About this task — If a line in the records below holds the word "present", copy it.

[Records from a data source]
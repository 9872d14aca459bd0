//! # Stubber
//!
//! Owns the broker connection and drives the stub through its lifecycle:
//! `Stopped -> Starting -> Running -> Stopping -> Stopped`.
//!
//! `start` opens the connection and a long-lived session, optionally starts the
//! destination watcher, then creates and attaches every declared queue. There is no
//! partial-start recovery: a failed step leaves the stubber `Failed` and it should be
//! discarded.
//!
//! ## Usage
//!
//! ```rust,no_run
//! use std::sync::Arc;
//! use mq_stubber::broker::in_memory::InMemoryBroker;
//! use mq_stubber::config::{DestinationConfig, QueueConfig};
//! use mq_stubber::handler::ForwardingHandler;
//! use mq_stubber::lifecycle::Stubber;
//!
//! # async fn example() -> mq_stubber::error::Result<()> {
//! let config = DestinationConfig::builder()
//!     .add_queue(QueueConfig::new("in").with_handler(Arc::new(ForwardingHandler::to_queue("out"))))
//!     .build()?;
//!
//! let mut stubber = Stubber::with_embedded_broker(InMemoryBroker::new("test-broker"), config);
//! stubber.start().await?;
//! // ... exercise the system under test ...
//! stubber.stop().await?;
//! # Ok(())
//! # }
//! ```

use std::sync::Arc;

use tracing::{info, instrument, warn};

use crate::broker::in_memory::InMemoryBroker;
use crate::broker::{Connection, ConnectionFactory, Session};
use crate::config::DestinationConfig;
use crate::dispatch::{DispatchEngine, DispatchStats};
use crate::error::{Result, StubberError};
use crate::events::watcher::{DestinationWatcher, WatcherStats};
use crate::lifecycle::states::StubberState;
use crate::registry::QueueRegistry;

/// Broker objects that only exist while the stubber is running
struct ActiveStub {
    connection: Arc<dyn Connection>,
    session: Arc<dyn Session>,
    engine: Arc<DispatchEngine>,
    registry: Arc<QueueRegistry>,
    watcher: Option<Arc<DestinationWatcher>>,
}

/// Stubs the queues a [`DestinationConfig`] describes
pub struct Stubber {
    factory: Arc<dyn ConnectionFactory>,
    embedded: Option<InMemoryBroker>,
    config: Arc<DestinationConfig>,
    state: StubberState,
    active: Option<ActiveStub>,
}

impl std::fmt::Debug for Stubber {
    fn fmt(&self, f: &mut std::fmt::Formatter<'_>) -> std::fmt::Result {
        f.debug_struct("Stubber")
            .field("state", &self.state)
            .field("embedded_broker", &self.embedded.as_ref().map(InMemoryBroker::name))
            .field("queues", &self.config.queues().len())
            .field("dynamic_attachment", &self.config.dynamic_attachment())
            .finish()
    }
}

impl Stubber {
    /// Stubber for an externally managed broker
    pub fn new(factory: Arc<dyn ConnectionFactory>, config: DestinationConfig) -> Self {
        Self {
            factory,
            embedded: None,
            config: Arc::new(config),
            state: StubberState::Stopped,
            active: None,
        }
    }

    /// Stubber that starts `broker` before connecting and stops it after disconnecting
    pub fn with_embedded_broker(broker: InMemoryBroker, config: DestinationConfig) -> Self {
        Self {
            factory: Arc::new(broker.clone()),
            embedded: Some(broker),
            config: Arc::new(config),
            state: StubberState::Stopped,
            active: None,
        }
    }

    pub fn state(&self) -> StubberState {
        self.state
    }

    pub fn config(&self) -> &DestinationConfig {
        &self.config
    }

    /// Factory clients of the system under test should connect through
    pub fn connection_factory(&self) -> Arc<dyn ConnectionFactory> {
        Arc::clone(&self.factory)
    }

    pub fn embedded_broker(&self) -> Option<&InMemoryBroker> {
        self.embedded.as_ref()
    }

    /// Queue registry, present while running
    pub fn registry(&self) -> Option<&Arc<QueueRegistry>> {
        self.active.as_ref().map(|active| &active.registry)
    }

    pub fn dispatch_stats(&self) -> Option<DispatchStats> {
        self.active.as_ref().map(|active| active.engine.stats())
    }

    /// Watcher counters, present while running in dynamic attachment mode
    pub fn watcher_stats(&self) -> Option<WatcherStats> {
        self.active
            .as_ref()
            .and_then(|active| active.watcher.as_ref())
            .map(|watcher| watcher.stats())
    }

    /// Connect and attach every declared queue
    #[instrument(skip(self), fields(queues = self.config.queues().len()))]
    pub async fn start(&mut self) -> Result<()> {
        if self.state != StubberState::Stopped {
            return Err(StubberError::invalid_state(StubberState::Stopped, self.state));
        }

        info!("🚀 STUBBER: Starting");
        self.state = StubberState::Starting;

        match self.start_inner().await {
            Ok(active) => {
                self.active = Some(active);
                self.state = StubberState::Running;
                info!("✅ STUBBER: Running");
                Ok(())
            }
            Err(e) => {
                self.state = StubberState::Failed;
                warn!(error = %e, "❌ STUBBER: Start failed, instance must be discarded");
                Err(e)
            }
        }
    }

    async fn start_inner(&self) -> Result<ActiveStub> {
        if let Some(broker) = &self.embedded {
            broker.start();
        }

        let connection = self
            .factory
            .create_connection()
            .await
            .map_err(|e| StubberError::lifecycle("create_connection", e))?;
        connection
            .start()
            .await
            .map_err(|e| StubberError::lifecycle("start_connection", e))?;
        let session = connection
            .create_session()
            .await
            .map_err(|e| StubberError::lifecycle("create_session", e))?;

        let engine = Arc::new(DispatchEngine::new(
            Arc::clone(&connection),
            self.config.common_handlers().to_vec(),
        ));
        let registry = Arc::new(QueueRegistry::new(
            Arc::clone(&self.config),
            Arc::clone(&session),
            Arc::clone(&engine),
        ));

        let watcher = if self.config.dynamic_attachment() {
            let watcher = Arc::new(DestinationWatcher::new(Arc::clone(&registry)));
            watcher.start(&session).await;
            Some(watcher)
        } else {
            None
        };

        for queue in self.config.queues() {
            registry.ensure_attached(queue.name()).await?;
        }

        Ok(ActiveStub {
            connection,
            session,
            engine,
            registry,
            watcher,
        })
    }

    /// Close the session and connection
    #[instrument(skip(self))]
    pub async fn stop(&mut self) -> Result<()> {
        if self.state != StubberState::Running {
            return Err(StubberError::invalid_state(StubberState::Running, self.state));
        }

        info!("🛑 STUBBER: Stopping");
        self.state = StubberState::Stopping;

        let Some(active) = self.active.take() else {
            self.state = StubberState::Failed;
            return Err(StubberError::invalid_state(StubberState::Running, StubberState::Stopped));
        };

        let stopped = Self::stop_inner(active).await;
        if let Some(broker) = &self.embedded {
            broker.stop();
        }

        match stopped {
            Ok(()) => {
                self.state = StubberState::Stopped;
                info!("✅ STUBBER: Stopped");
                Ok(())
            }
            Err(e) => {
                self.state = StubberState::Failed;
                warn!(error = %e, "❌ STUBBER: Stop failed");
                Err(e)
            }
        }
    }

    async fn stop_inner(active: ActiveStub) -> Result<()> {
        if let Some(watcher) = &active.watcher {
            watcher.stop().await;
        }
        active
            .session
            .close()
            .await
            .map_err(|e| StubberError::lifecycle("close_session", e))?;
        active
            .connection
            .close()
            .await
            .map_err(|e| StubberError::lifecycle("close_connection", e))?;
        Ok(())
    }
}

#[cfg(test)]
mod tests {
    use super::*;
    use crate::config::QueueConfig;
    use crate::handler::LoggingHandler;
    use crate::messaging::errors::{BrokerError, BrokerResult};
    use crate::messaging::message::Destination;

    fn single_queue_config(name: &str) -> DestinationConfig {
        DestinationConfig::builder()
            .add_queue(QueueConfig::new(name).with_handler(Arc::new(LoggingHandler::new())))
            .build()
            .unwrap()
    }

    #[tokio::test]
    async fn test_start_attaches_declared_queues() {
        let broker = InMemoryBroker::new("stubber-start");
        let mut stubber = Stubber::with_embedded_broker(broker.clone(), single_queue_config("in"));
        assert_eq!(stubber.state(), StubberState::Stopped);
        assert!(stubber.registry().is_none());

        stubber.start().await.unwrap();
        assert_eq!(stubber.state(), StubberState::Running);
        assert!(broker.is_running());
        assert_eq!(broker.consumer_count(&Destination::queue("in")), 1);
        assert_eq!(
            stubber.registry().unwrap().attached_queues(),
            vec!["in".to_string()]
        );
        assert!(stubber.watcher_stats().is_none());
        assert_eq!(stubber.dispatch_stats().unwrap().messages_dispatched, 0);

        stubber.stop().await.unwrap();
        assert_eq!(stubber.state(), StubberState::Stopped);
        assert!(!broker.is_running());
        assert!(stubber.registry().is_none());
    }

    #[tokio::test]
    async fn test_state_guards() {
        let mut stubber = Stubber::with_embedded_broker(
            InMemoryBroker::new("stubber-guards"),
            DestinationConfig::default(),
        );

        let err = stubber.stop().await.unwrap_err();
        assert_eq!(
            err.to_string(),
            "Invalid stubber state: expected running, was stopped"
        );

        stubber.start().await.unwrap();
        assert!(matches!(
            stubber.start().await,
            Err(StubberError::InvalidState {
                expected: StubberState::Stopped,
                actual: StubberState::Running,
            })
        ));
        stubber.stop().await.unwrap();
    }

    #[tokio::test]
    async fn test_stubber_can_restart_after_stop() {
        let broker = InMemoryBroker::new("stubber-restart");
        let mut stubber = Stubber::with_embedded_broker(broker.clone(), single_queue_config("in"));

        stubber.start().await.unwrap();
        stubber.stop().await.unwrap();
        stubber.start().await.unwrap();
        assert_eq!(broker.consumer_count(&Destination::queue("in")), 1);
        stubber.stop().await.unwrap();
    }

    #[tokio::test]
    async fn test_unreachable_broker_fails_start() {
        // never started, so connections are refused
        let broker = InMemoryBroker::new("stubber-down");
        let mut stubber = Stubber::new(Arc::new(broker), DestinationConfig::default());

        let err = stubber.start().await.unwrap_err();
        assert!(matches!(err, StubberError::Lifecycle { .. }));
        assert_eq!(stubber.state(), StubberState::Failed);
        assert!(stubber.state().is_terminal());
        assert!(stubber.start().await.is_err());
    }

    #[tokio::test]
    async fn test_invalid_queue_fails_start_with_attachment_error() {
        let mut stubber = Stubber::with_embedded_broker(
            InMemoryBroker::new("stubber-bad-queue"),
            single_queue_config("bad queue"),
        );

        assert!(matches!(
            stubber.start().await,
            Err(StubberError::Attachment { .. })
        ));
        assert_eq!(stubber.state(), StubberState::Failed);
    }

    /// Connection whose close always fails
    struct StuckConnection(Arc<dyn Connection>);

    #[async_trait::async_trait]
    impl Connection for StuckConnection {
        fn connection_id(&self) -> &str {
            self.0.connection_id()
        }

        async fn start(&self) -> BrokerResult<()> {
            self.0.start().await
        }

        async fn create_session(&self) -> BrokerResult<Arc<dyn Session>> {
            self.0.create_session().await
        }

        async fn queue_names(&self) -> BrokerResult<Vec<String>> {
            self.0.queue_names().await
        }

        async fn close(&self) -> BrokerResult<()> {
            Err(BrokerError::internal("connection refused to close"))
        }
    }

    struct StuckFactory(InMemoryBroker);

    #[async_trait::async_trait]
    impl ConnectionFactory for StuckFactory {
        async fn create_connection(&self) -> BrokerResult<Arc<dyn Connection>> {
            let inner = self.0.create_connection().await?;
            Ok(Arc::new(StuckConnection(inner)))
        }
    }

    #[tokio::test]
    async fn test_failed_stop_still_stops_embedded_broker() {
        let broker = InMemoryBroker::new("stubber-stuck");
        let mut stubber = Stubber::with_embedded_broker(broker.clone(), single_queue_config("in"));
        stubber.factory = Arc::new(StuckFactory(broker.clone()));

        stubber.start().await.unwrap();
        assert!(broker.is_running());

        let err = stubber.stop().await.unwrap_err();
        assert!(matches!(err, StubberError::Lifecycle { .. }));
        assert_eq!(stubber.state(), StubberState::Failed);
        assert!(!broker.is_running());
    }

    #[tokio::test]
    async fn test_dynamic_mode_starts_watcher() {
        let config = DestinationConfig::builder()
            .dynamic_attachment(true)
            .build()
            .unwrap();
        let mut stubber =
            Stubber::with_embedded_broker(InMemoryBroker::new("stubber-dynamic"), config);

        stubber.start().await.unwrap();
        let stats = stubber.watcher_stats().unwrap();
        assert_eq!(stats.topics_subscribed, 4);
        stubber.stop().await.unwrap();
    }
}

Answer to this problem —
    /// Queue registry, present while running
    /// Watcher counters, present while running in dynamic attachment mode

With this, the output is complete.